Last year we launched the Public-Only Consultant Contract. This is a fundamental reform in hospital care. It means more patients treated by consultants, patients being treated quicker and getting out of hospital quicker and public hospitals being used to treat public patients. Just one year since the launch of the contract, half the consultant workforce has already signed up.

This investment and reform is working. Take children referred to see an eye specialist. Before now, in many counties including Galway, Wicklow and Dublin, children were having to wait 2 to 3 years. They're now being seen in around 6 weeks.

Things are getting better, but there is still much to be done. Waiting lists are still far too high. When it comes to children waiting for spinal surgery I have set up a new taskforce, with surgeons and patients at the centre.
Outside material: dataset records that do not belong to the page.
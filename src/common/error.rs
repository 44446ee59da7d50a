use axum::{
    http::StatusCode,
    response::{IntoResponse, Response},
    Json,
};
use serde_json::json;
use thiserror::Error;

use crate::domain::{draft::DraftError, reconciler::ReconcileError};

// Nosso tipo de erro, com `thiserror` para melhor ergonomia.
// Toda falha vira uma mensagem legível em português para o usuário;
// o detalhe técnico fica só no log.
#[derive(Debug, Error)]
pub enum AppError {
    #[error("Erro de validação")]
    ValidationError(#[from] validator::ValidationErrors),

    // Regras do rascunho de OS (cliente ausente, aparelho sem tipo...)
    #[error(transparent)]
    DraftError(#[from] DraftError),

    // Regras da sessão de edição (peça duplicada...)
    #[error(transparent)]
    ReconcileError(#[from] ReconcileError),

    #[error("CPF inválido")]
    InvalidCpf,

    #[error("E-mail já existe")]
    EmailAlreadyExists,

    #[error("Credenciais inválidas")]
    InvalidCredentials,

    #[error("Token inválido")]
    InvalidToken,

    #[error("Usuário não encontrado")]
    UserNotFound,

    #[error("Acesso negado")]
    Forbidden,

    // 404 genérico: "Ordem", "Peça", "Aviso"...
    #[error("{0} não encontrado(a)")]
    NotFound(&'static str),

    #[error("CEP não encontrado")]
    CepNotFound,

    #[error("CEP inválido")]
    InvalidCep,

    #[error("Falha ao consultar o serviço de CEP")]
    CepLookupError(#[from] reqwest::Error),

    // Variante para erros de banco de dados
    #[error("Erro de banco de dados")]
    DatabaseError(#[from] sqlx::Error),

    // Variante genérica para qualquer outro erro inesperado
    #[error("Erro interno do servidor")]
    InternalServerError(#[from] anyhow::Error),

    #[error("Erro de Bcrypt: {0}")]
    BcryptError(#[from] bcrypt::BcryptError),

    #[error("Erro de JWT: {0}")]
    JwtError(#[from] jsonwebtoken::errors::Error),
}

impl IntoResponse for AppError {
    fn into_response(self) -> Response {
        let (status, error_message) = match self {
            // Retorna todos os detalhes da validação, campo a campo.
            AppError::ValidationError(errors) => {
                let mut details = std::collections::HashMap::new();
                for (field, field_errors) in errors.field_errors() {
                    let messages: Vec<String> = field_errors
                        .iter()
                        .filter_map(|e| e.message.as_ref().map(|m| m.to_string()))
                        .collect();
                    details.insert(field.to_string(), messages);
                }
                let body = Json(json!({
                    "error": "Um ou mais campos são inválidos.",
                    "details": details,
                }));
                return (StatusCode::BAD_REQUEST, body).into_response();
            }

            AppError::DraftError(err) => {
                let body = Json(json!({ "error": err.to_string() }));
                return (StatusCode::BAD_REQUEST, body).into_response();
            }
            AppError::ReconcileError(err) => {
                let body = Json(json!({ "error": err.to_string() }));
                return (StatusCode::CONFLICT, body).into_response();
            }
            AppError::NotFound(what) => {
                let body = Json(json!({ "error": format!("{} não encontrado(a).", what) }));
                return (StatusCode::NOT_FOUND, body).into_response();
            }

            AppError::InvalidCpf => (StatusCode::BAD_REQUEST, "O CPF informado é inválido."),
            AppError::InvalidCep => (StatusCode::BAD_REQUEST, "O CEP deve ter 8 dígitos."),
            AppError::CepNotFound => (StatusCode::NOT_FOUND, "CEP não encontrado."),
            AppError::EmailAlreadyExists => (StatusCode::CONFLICT, "Este e-mail já está em uso."),
            AppError::InvalidCredentials => (StatusCode::UNAUTHORIZED, "E-mail ou senha inválidos."),
            AppError::InvalidToken => (
                StatusCode::UNAUTHORIZED,
                "Token de autenticação inválido ou ausente.",
            ),
            AppError::UserNotFound => (StatusCode::NOT_FOUND, "Usuário não encontrado."),
            AppError::Forbidden => (StatusCode::FORBIDDEN, "Você não tem permissão para isso."),

            AppError::CepLookupError(ref e) => {
                tracing::error!("Falha na consulta ao ViaCEP: {}", e);
                (StatusCode::BAD_GATEWAY, "Não foi possível consultar o CEP agora.")
            }

            // Todos os outros erros (DatabaseError, InternalServerError) viram 500.
            ref e => {
                tracing::error!("Erro Interno do Servidor: {}", e);
                (StatusCode::INTERNAL_SERVER_ERROR, "Ocorreu um erro inesperado.")
            }
        };

        // Resposta padrão para erros simples que só têm uma mensagem.
        let body = Json(json!({ "error": error_message }));
        (status, body).into_response()
    }
}
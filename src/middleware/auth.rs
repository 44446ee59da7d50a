// src/middleware/auth.rs

use axum::{
    extract::{FromRequestParts, Request, State},
    http::request::Parts,
    middleware::Next,
    response::Response,
};
use axum_extra::{
    headers::{authorization::Bearer, Authorization},
    TypedHeader,
};

use crate::{common::error::AppError, config::AppState, models::auth::User};

/// Valida o `Authorization: Bearer <token>` e injeta o usuário nos
/// extensions da requisição. Aplicado nas rotas mutantes.
pub async fn auth_guard(
    State(app_state): State<AppState>,
    bearer: Option<TypedHeader<Authorization<Bearer>>>,
    mut request: Request,
    next: Next,
) -> Result<Response, AppError> {
    let Some(TypedHeader(Authorization(bearer))) = bearer else {
        return Err(AppError::InvalidToken);
    };

    let user = app_state.auth_service.validate_token(bearer.token()).await?;

    request.extensions_mut().insert(user);
    Ok(next.run(request).await)
}

// Extrator para obter o usuário autenticado diretamente nos handlers
pub struct AuthenticatedUser(pub User);

impl<S> FromRequestParts<S> for AuthenticatedUser
where
    S: Send + Sync,
{
    type Rejection = AppError;

    async fn from_request_parts(parts: &mut Parts, _state: &S) -> Result<Self, Self::Rejection> {
        parts
            .extensions
            .get::<User>()
            .cloned()
            .map(AuthenticatedUser)
            .ok_or(AppError::InvalidToken)
    }
}
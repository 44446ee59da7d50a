// src/db/component_repo.rs

use sqlx::{Executor, Postgres};
use uuid::Uuid;

use crate::{
    common::error::AppError,
    models::component::{Component, ComponentPayload},
};

#[derive(Clone)]
pub struct ComponentRepository;

impl ComponentRepository {
    pub fn new() -> Self {
        Self
    }

    pub async fn create<'e, E>(
        &self,
        executor: E,
        payload: &ComponentPayload,
    ) -> Result<Component, AppError>
    where
        E: Executor<'e, Database = Postgres>,
    {
        let component = sqlx::query_as::<_, Component>(
            r#"
            INSERT INTO components (name, brand, category, quantity, unit_price, supplier, description)
            VALUES ($1, $2, $3, $4, $5, $6, $7)
            RETURNING *
            "#,
        )
        .bind(&payload.name)
        .bind(&payload.brand)
        .bind(&payload.category)
        .bind(payload.quantity)
        .bind(payload.unit_price)
        .bind(&payload.supplier)
        .bind(&payload.description)
        .fetch_one(executor)
        .await?;

        Ok(component)
    }

    pub async fn list<'e, E>(&self, executor: E) -> Result<Vec<Component>, AppError>
    where
        E: Executor<'e, Database = Postgres>,
    {
        let components = sqlx::query_as::<_, Component>("SELECT * FROM components ORDER BY name ASC")
            .fetch_all(executor)
            .await?;
        Ok(components)
    }

    pub async fn find_by_id<'e, E>(
        &self,
        executor: E,
        id: Uuid,
    ) -> Result<Option<Component>, AppError>
    where
        E: Executor<'e, Database = Postgres>,
    {
        let component = sqlx::query_as::<_, Component>("SELECT * FROM components WHERE id = $1")
            .bind(id)
            .fetch_optional(executor)
            .await?;
        Ok(component)
    }

    pub async fn update<'e, E>(
        &self,
        executor: E,
        id: Uuid,
        payload: &ComponentPayload,
    ) -> Result<Component, AppError>
    where
        E: Executor<'e, Database = Postgres>,
    {
        let component = sqlx::query_as::<_, Component>(
            r#"
            UPDATE components SET
                name = $2,
                brand = $3,
                category = $4,
                quantity = $5,
                unit_price = $6,
                supplier = $7,
                description = $8,
                updated_at = NOW()
            WHERE id = $1
            RETURNING *
            "#,
        )
        .bind(id)
        .bind(&payload.name)
        .bind(&payload.brand)
        .bind(&payload.category)
        .bind(payload.quantity)
        .bind(payload.unit_price)
        .bind(&payload.supplier)
        .bind(&payload.description)
        .fetch_optional(executor)
        .await?
        .ok_or(AppError::NotFound("Peça"))?;

        Ok(component)
    }

    pub async fn delete<'e, E>(&self, executor: E, id: Uuid) -> Result<u64, AppError>
    where
        E: Executor<'e, Database = Postgres>,
    {
        let result = sqlx::query("DELETE FROM components WHERE id = $1")
            .bind(id)
            .execute(executor)
            .await?;
        Ok(result.rows_affected())
    }
}
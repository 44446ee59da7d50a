// src/handlers/cep.rs

use axum::{
    extract::{Path, State},
    http::StatusCode,
    response::IntoResponse,
    Json,
};

use crate::{common::error::AppError, config::AppState, services::cep_service::CepLookupResult};

// GET /cep/{cep}
#[utoipa::path(
    get,
    path = "/cep/{cep}",
    tag = "Cep",
    responses(
        (status = 200, description = "Endereço resolvido via ViaCEP", body = CepLookupResult),
        (status = 400, description = "CEP malformado"),
        (status = 404, description = "CEP inexistente")
    )
)]
pub async fn lookup_cep(
    State(app_state): State<AppState>,
    Path(cep): Path<String>,
) -> Result<impl IntoResponse, AppError> {
    let result = app_state.cep_service.lookup(&cep).await?;
    Ok((StatusCode::OK, Json(result)))
}
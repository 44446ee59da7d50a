// src/db/dashboard_repo.rs

use rust_decimal::Decimal;
use sqlx::{Executor, Postgres};

use crate::{
    common::error::AppError,
    models::{auth::UserType, dashboard::StatusCountEntry},
};

// Estoque baixo: menos de 5 unidades em mãos.
const LOW_STOCK_THRESHOLD: i32 = 5;

#[derive(Clone)]
pub struct DashboardRepository;

impl DashboardRepository {
    pub fn new() -> Self {
        Self
    }

    pub async fn count_orders_by_status<'e, E>(
        &self,
        executor: E,
    ) -> Result<Vec<StatusCountEntry>, AppError>
    where
        E: Executor<'e, Database = Postgres>,
    {
        let entries = sqlx::query_as::<_, StatusCountEntry>(
            "SELECT status, COUNT(*) AS total FROM orders GROUP BY status",
        )
        .fetch_all(executor)
        .await?;
        Ok(entries)
    }

    pub async fn count_customers<'e, E>(&self, executor: E) -> Result<i64, AppError>
    where
        E: Executor<'e, Database = Postgres>,
    {
        let total: i64 = sqlx::query_scalar("SELECT COUNT(*) FROM users WHERE user_type = $1")
            .bind(UserType::Customer)
            .fetch_one(executor)
            .await?;
        Ok(total)
    }

    pub async fn count_low_stock_components<'e, E>(&self, executor: E) -> Result<i64, AppError>
    where
        E: Executor<'e, Database = Postgres>,
    {
        let total: i64 = sqlx::query_scalar("SELECT COUNT(*) FROM components WHERE quantity < $1")
            .bind(LOW_STOCK_THRESHOLD)
            .fetch_one(executor)
            .await?;
        Ok(total)
    }

    /// Receita das OS concluídas (finalizadas + entregues), com a mesma
    /// regra do domain::pricing: peças + mão de obra - desconto, nunca
    /// abaixo de zero por ordem.
    pub async fn finished_orders_revenue<'e, E>(&self, executor: E) -> Result<Decimal, AppError>
    where
        E: Executor<'e, Database = Postgres>,
    {
        let revenue: Decimal = sqlx::query_scalar(
            r#"
            SELECT COALESCE(SUM(sub.total), 0)
            FROM (
                SELECT GREATEST(
                    COALESCE(p.parts_total, 0) + COALESCE(a.labor_total, 0) - o.discount,
                    0
                ) AS total
                FROM orders o
                LEFT JOIN (
                    SELECT order_id, SUM(unit_price * quantity) AS parts_total
                    FROM order_parts GROUP BY order_id
                ) p ON p.order_id = o.id
                LEFT JOIN (
                    SELECT order_id, SUM(labor_value) AS labor_total
                    FROM order_appliances GROUP BY order_id
                ) a ON a.order_id = o.id
                WHERE o.status IN ('FINALIZADO', 'ENTREGUE')
            ) sub
            "#,
        )
        .fetch_one(executor)
        .await?;
        Ok(revenue)
    }
}
impl EditSession {
    pub fn open(snapshot: OrderSnapshot) -> Self {
        Self {
            status: snapshot.status,
            service_description: snapshot.service_description.clone(),
            appliances: snapshot.appliances.clone(),
            parts: snapshot.parts.clone(),
            removed_ids: BTreeSet::new(),
            original: snapshot,
        }
    }

    // --- leitura ---

    pub fn status(&self) -> OrderStatus {
        self.status
    }

    pub fn appliances(&self) -> &[ApplianceItem] {
        &self.appliances
    }

    /// Vetor de trabalho completo, inclusive linhas marcadas como removidas.
    pub fn parts(&self) -> &[PartItem] {
        &self.parts
    }

    /// O que a tela renderiza: o vetor de trabalho filtrado por "não removida".
    pub fn active_parts(&self) -> Vec<&PartItem> {
        self.parts.iter().filter(|p| !p.removed).collect()
    }

    pub fn removed_ids(&self) -> &BTreeSet<Uuid> {
        &self.removed_ids
    }

    pub fn totals(&self) -> Totals {
        pricing::compute_totals(&self.appliances, &self.parts, self.original.discount)
    }

    // --- edição de escalares ---

    pub fn set_status(&mut self, status: OrderStatus) {
        self.status = status;
    }

    pub fn set_service_description(&mut self, text: Option<String>) {
        self.service_description = text;
    }

    // --- aparelhos ---

    /// Acrescenta um aparelho novo à cópia de trabalho. O id é sempre
    /// zerado: item sem id nunca vai para o endpoint de delete.
    pub fn add_appliance(&mut self, mut item: ApplianceItem) {
        item.id = None;
        self.appliances.push(item);
    }

    /// Tira o aparelho do vetor de trabalho. Se já era persistido, o id
    /// entra no conjunto de remoções pendentes; se nunca foi salvo, a
    /// linha simplesmente some, sem efeito de rede.
    pub fn remove_appliance(&mut self, index: usize) -> Result<(), ReconcileError> {
        if index >= self.appliances.len() {
            return Err(ReconcileError::IndexOutOfBounds);
        }
        let removed = self.appliances.remove(index);
        if let ItemRef::Persisted(id) = ItemRef::from(removed.id) {
            self.removed_ids.insert(id);
        }
        Ok(())
    }

    // --- peças ---

    /// Adiciona uma peça do catálogo, copiando nome e preço por valor
    /// (mudanças futuras no catálogo não alteram ordens antigas).
    /// Rejeita componente já presente entre as peças ativas.
    pub fn add_part(&mut self, component: &Component, quantity: i32) -> Result<(), ReconcileError> {
        let duplicate = self
            .parts
            .iter()
            .any(|p| !p.removed && p.component_id == Some(component.id));
        if duplicate {
            return Err(ReconcileError::DuplicatePart);
        }

        self.parts.push(PartItem {
            id: None,
            component_id: Some(component.id),
            name: component.name.clone(),
            unit_price: component.unit_price,
            quantity,
            removed: false,
        });
        Ok(())
    }

    /// Remoção lógica: zera a quantidade e liga a flag, sem encolher o
    /// vetor, para a linha continuar endereçável até o save.
    pub fn mark_part_removed(&mut self, index: usize) -> Result<(), ReconcileError> {
        let part = self
            .parts
            .get_mut(index)
            .ok_or(ReconcileError::IndexOutOfBounds)?;
        part.quantity = 0;
        part.removed = true;
        Ok(())
    }

    /// Quantidade reduzida a zero equivale à remoção lógica.
    pub fn set_part_quantity(&mut self, index: usize, quantity: i32) -> Result<(), ReconcileError> {
        if quantity <= 0 {
            return self.mark_part_removed(index);
        }
        let part = self
            .parts
            .get_mut(index)
            .ok_or(ReconcileError::IndexOutOfBounds)?;
        part.quantity = quantity;
        part.removed = false;
        Ok(())
    }

    // --- ciclo de vida da sessão ---

    /// Plano de salvamento: ids a deletar + patch normalizado com os
    /// itens sobreviventes. Peças removidas logicamente entram na lista
    /// de deleção quando persistidas e são filtradas do patch.
    pub fn save_plan(&self) -> SavePlan {
        let mut delete_ids: Vec<Uuid> = self.removed_ids.iter().copied().collect();
        for part in &self.parts {
            if part.removed {
                if let Some(id) = part.id {
                    if !self.removed_ids.contains(&id) {
                        delete_ids.push(id);
                    }
                }
            }
        }

        let surviving_parts: Vec<PartItem> = self
            .parts
            .iter()
            .filter(|p| !p.removed)
            .cloned()
            .collect();

        SavePlan {
            delete_ids,
            patch: UpdateOrderPayload {
                status: self.status,
                service_description: self.service_description.clone(),
                appliances: self.appliances.clone(),
                parts: surviving_parts,
            },
        }
    }

    /// Chamado após o save completo: limpa as remoções pendentes e a
    /// sessão passa a refletir o estado recém-gravado.
    pub fn commit(&mut self) {
        self.removed_ids.clear();
        self.parts.retain(|p| !p.removed);
        self.original = OrderSnapshot {
            status: self.status,
            service_description: self.service_description.clone(),
            discount: self.original.discount,
            appliances: self.appliances.clone(),
            parts: self.parts.clone(),
        };
    }

    /// Descarta tudo: re-clona do original e limpa as remoções
    /// pendentes, sem nenhuma chamada de rede.
    pub fn cancel(&mut self) {
        self.status = self.original.status;
        self.service_description = self.original.service_description.clone();
        self.appliances = self.original.appliances.clone();
        self.parts = self.original.parts.clone();
        self.removed_ids.clear();
    }
}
I have provided new funding again this year with the ultimate goal of every child being treated within four months.

Trolley numbers are still far too high. We're adding more beds, more options for patients and better ways of working. We're targeting the hospitals making up the majority of patients on trolleys.

It is a generation since Fianna Fáil delivered the Good Friday Agreement. It is two generations since Donagh O'Malley announced free secondary education. Each was a transformative change. We are here again to deliver change, to make good on our republican values. We will work day-in and day-out to make things better for patients, better for their families and better for our healthcare workers.

In the upcoming elections, we will ask the people to back the progress being made, to back the vision of everyone in Ireland getting the care they need when they need it, to back Fianna Fáil.